Pour la sociologue Lucile Quéré de l'université de Lausanne, l’avis témoigne d’une certaine prise de conscience. « Cet avis s’inscrit dans un contexte de politisation des violences de genre. Les féministes ont construit la consultation médicale, et plus spécifiquement en gynécologie, comme un objet politique, le lieu d’expression d’un rapport de pouvoir. Ça a amené une partie de la profession à se questionner sur les pratiques », analyse-t-elle, en rappelant que, dès les années 1970, les féministes ont contesté le monopole médical des savoirs sur le corps des femmes.

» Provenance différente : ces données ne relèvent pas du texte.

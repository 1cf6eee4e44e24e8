//! # ciphersniff-core
//!
//! A library for fingerprinting cryptographic algorithms inside compiled
//! binaries by the 32-bit constants they carry.
//!
//! Crypto implementations embed characteristic tables: S-boxes, round
//! constants, initialization vectors, magic deltas. This crate searches a
//! byte buffer for those tables in either byte order, without disassembling
//! anything. Coincidental matches are possible; the report says how strong
//! each piece of evidence is rather than whether an algorithm is present.
//!
//! ## Architecture
//!
//! The library is organized into several modules:
//!
//! - [`scanner`]: In-order constant matching and byte order selection
//! - [`registry`]: Algorithm fingerprints, built-in and user-supplied
//! - [`detect`]: Registry-wide detection and result classification
//! - [`observer`]: Progress hooks
//! - [`error`]: Error types and handling
//!
//! ## Example
//!
//! ```no_run
//! use ciphersniff_core::{Detector, NameFilter, Registry};
//! use std::fs;
//!
//! let data = fs::read("./target/release/my_app")?;
//!
//! let registry = Registry::builtin();
//! let report = Detector::new(&registry).detect(&data, &NameFilter::parse("aes,sha"));
//!
//! for hit in report.strong_matches() {
//!     println!("{} / {} <{}>", hit.algorithm, hit.indicator, hit.byte_order);
//! }
//! # Ok::<(), Box<dyn std::error::Error>>(())
//! ```
//!
//! ## Extensibility
//!
//! - [`ScanObserver`]: Watch scans as they run, e.g. for progress bars
//! - [`Registry::from_json`]: Load additional fingerprints
//!

#![deny(unsafe_code)]
#![warn(missing_docs, rust_2018_idioms, unreachable_pub)]

pub mod detect;
pub mod error;
pub mod observer;
pub mod registry;
pub mod scanner;

// Re-export primary types for convenience
pub use detect::{
    detect_file, detect_file_with, AlgorithmReport, Classification, DetectionReport, Detector,
    DetectorConfig, IndicatorReport, NameFilter,
};
pub use error::{Error, Result};
pub use observer::{NullObserver, ScanContext, ScanObserver, StatsObserver};
pub use registry::{Algorithm, ConstantSequence, Indicator, Registry};
pub use scanner::{ByteOrder, MatchResult, Matcher, MatcherConfig};

/// Crate version for programmatic access
pub const VERSION: &str = env!("CARGO_PKG_VERSION");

« Ce qu’il est important de comprendre, poursuit-elle, c’est la multiplicité des rapports de pouvoir qui se jouent dans l’interaction médicale, liés notamment à l’autorité accordée aux médecins par la société, mais aussi au genre, au handicap, etc. La consultation n’est pas indépendante de ce qui passe dans la société. Et ces rapports de pouvoir rendent possible les abus. »
En écho, le CCNE plaide pour « mieux considérer la formation (des étudiants en médecine, NDLR) aux humanités et à l’éthique du soin », explique son président, le Pr Jean-François Delfraissy. Une approche complémentaire repose sur la démocratie participative avec une intervention des patients dans la formation des professionnels, mais aussi via des chartes et recommandations des sociétés savantes qui « gagneraient à être co-construites avec les patients », appuie Karine Lefeuvre.
Créer les conditions favorables à la confiance
Autre levier : mettre en œuvre des conditions favorables à un consentement éclairé. « Au-delà de pratiques et de normes professionnelles paternalistes et reproduisant des rapports de pouvoir, il faut poser la question de l’organisation des soins par les politiques publiques. Les médecins subissent une pression pour des consultations courtes qui empêchent une concrétisation des droits des patientes dans la consultation. C’est une dimension structurelle qui permet les violences », souligne Lucile Quéré.
À cet égard, le CCNE adresse une recommandation spécifique au ministère pour la mise en place des « conditions organisationnelles » nécessaires à l’application de ses recommandations. Il faut, détaille le Pr Delfraissy, du « temps pour la discussion » et des « locaux adaptés » au respect de la pudeur et de l’intimité.
« Les conditions d’accueil doivent être plus satisfaisantes : disposer d’un espace pour que les patientes se déshabillent à l’abri des regards, ne pas orienter la table d’examen vers la porte d’entrée, etc., ajoute la Dr Belaisch-Allart. Aussi, les consultations de 10 ou 15 minutes ne sont plus possibles. » La balle est désormais dans le camp des autorités, juge la présidente du CNGOF : « Cet avis n'a qu'une valeur consultative. La question est de savoir s'il sera suivi ».